The cellphone video of the encounter that went viral began with several district police officers arresting two students. As another student walked by with his cell phone, Elfberg shouted at him, “You want the next one, dude?”
The 55-second video showed the student walking backwards and lowering his phone before Elfberg turned him to the ground next to a patrol vehicle. Students could be heard shouting at the officer in the background: “You can’t have him on the ground like that!”
With the student face down between the curb and the patrol vehicle, the officer knelt on his back, gestured to other young people in the area and kept his knee there until the cellphone video ended about 30 seconds later. At one point you heard the student asking his friends to call his mother.
Separately, police body camera footage showed the teen being handcuffed by another officer as he sat on the sidewalk with his hands behind his back, and Elfberg later acknowledged that the two landed hard on the sidewalk.

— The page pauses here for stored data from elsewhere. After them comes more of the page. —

// THEORY:
// The `BlobDetector` is the engine of the analysis. It performs connected-component
// labeling over a loaded `Grid`: every foreground cell ends up carrying the ID of
// the one blob it belongs to, and two cells share an ID exactly when a path of
// foreground cells joins them through up/down/left/right steps.
//
// Algorithm:
// 1.  **Row-Major Seeding**: Cells are scanned in row-major order. The first
//     `Undiscovered` cell met opens a new blob with the next ID (starting at 1).
//     IDs are therefore deterministic: they follow the order in which each blob's
//     top-left-most cell appears in the scan.
// 2.  **Iterative Flood Fill**: From the seed, the blob is grown with an explicit
//     work stack instead of recursion, so long serpentine blobs cannot exhaust the
//     call stack. A cell is labeled the moment it is pushed, which guarantees it is
//     never pushed twice. Neighbours are visited down, up, right, left; a neighbour
//     outside the grid, on the background, or already labeled is skipped.
// 3.  **Single-Pass Statistics**: Every labeled cell is folded into its
//     `SmartBlob` right away. No second scan of the grid is needed to produce
//     pixel counts or centers of mass.
// 4.  **Owned Mutation**: The detector borrows the grid mutably for the duration of
//     the pass and only ever rewrites `Undiscovered` labels. Background cells are
//     never touched.

use crate::core_modules::cell::{CellLabel, Point};
use crate::core_modules::grid_loader::Grid;
use crate::core_modules::smart_blob::SmartBlob;

pub mod blob_detector {
    use super::*;

    /// Neighbour offsets as (row delta, column delta): down, up, right, left.
    const NEIGHBOURS: [(isize, isize); 4] = [(1, 0), (-1, 0), (0, 1), (0, -1)];

    /// Labels every blob in `grid` and returns their statistics in ID order.
    pub fn find_blobs(grid: &mut Grid) -> Vec<SmartBlob> {
        let mut blobs: Vec<SmartBlob> = Vec::new();

        for row in 0..grid.rows() {
            for column in 0..grid.columns() {
                if grid.label_at(row, column) != Some(CellLabel::Undiscovered) {
                    continue;
                }

                let id = blobs.len() as u32 + 1;
                let blob = flood_fill(grid, Point::new(row, column), id);
                log::debug!(
                    "Blob {} seeded at ({}, {}) covers {} cells",
                    blob.id,
                    row,
                    column,
                    blob.pixel_count
                );
                blobs.push(blob);
            }
        }

        log::info!("Found {} blobs", blobs.len());
        blobs
    }

    /// Grows one blob from `seed`, labeling each reached cell with `id`.
    fn flood_fill(grid: &mut Grid, seed: Point, id: u32) -> SmartBlob {
        let mut blob = SmartBlob::new(id, seed);
        let mut stack: Vec<Point> = vec![seed];
        grid.set_label(seed, CellLabel::Blob(id));

        while let Some(current) = stack.pop() {
            blob.add(current);

            for (dr, dc) in NEIGHBOURS {
                let Some(next) = step(grid, current, dr, dc) else {
                    continue;
                };
                if grid.label_at(next.row, next.column) == Some(CellLabel::Undiscovered) {
                    grid.set_label(next, CellLabel::Blob(id));
                    stack.push(next);
                }
            }
        }

        blob
    }

    /// The neighbour of `point` in the given direction, if it lies inside the grid.
    fn step(grid: &Grid, point: Point, dr: isize, dc: isize) -> Option<Point> {
        let row = point.row.checked_add_signed(dr)?;
        let column = point.column.checked_add_signed(dc)?;
        (row < grid.rows() && column < grid.columns()).then(|| Point::new(row, column))
    }
}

He encouraged the teen to be examined for injuries, but the teen refused.
In his report, Elfberg wrote that the incident escalated when he ordered the student “to start walking and he said no.”
“I then grabbed (the teen), who immediately pulled away and began pulling his hands out of my grasp, yelling at me not to touch him,” Elfberg said in his report. He wrote that he then pushed the teen against a fence, but “he tried to break free from my grasp again, so I turned him around and brought him to the ground.”
Elfberg wrote that he then pushed the teen against a fence, but “he tried to remove himself from my grasp again, so I spun him around and brought him to the ground.”
At a news conference, Haseebullah, ACLU attorney Christopher Peterson and NAACP Las Vegas President Quentin Savwoir said it appeared Elfberg was annoyed that police activity was being recorded.
Haseebullah called Elfberg “a rowdy police officer” who initiated the incident by “jumping out of his car and approaching students who were looking at him in a way he did not like.” He called on Clark County District Attorney Steve Wolfson to investigate and charge officers with misconduct.
“What you see is an officer guilty of misconduct,” Haseebullah said.
Wolfson responded by saying the police are investigating and gathering evidence, not his office, and that he has prosecuted officers from police stations across the province for various crimes. He said he did not file a case seeking prosecution in the Durango High School case.
“I am not afraid to file charges in appropriate circumstances, if and when there is sufficient evidence,” he said.
Peterson emphasized that observers have a constitutional right to “film, criticize and interrogate officers” and noted that video showed Elfberg threatening to use pepper spray against bystanders who “bravely stood their ground on a public sidewalk, confronted by the threat of retaliation.”
Later, Elfberg could be heard on his body camera telling a student, “I don’t mind if you answer, dude. What I don’t like is that everyone is nipping at our heels.”
Elfberg’s attorney, Levine, said the bodycam video “actually shows that Lt. Elfberg could have defused a very volatile and dangerous situation for both the officers and the students involved.”
“This case highlights the dangers of drawing the wrong conclusion based on video clips viewed out of context,” Levine said in his statement. The attorney also represents the school district’s police union.
A 200-person police department covers schools in Clark County, the fifth-largest county in the U.S. with more than 315,000 students on more than 350 campuses. District police have the authority to make arrests and issue traffic tickets on and off campus.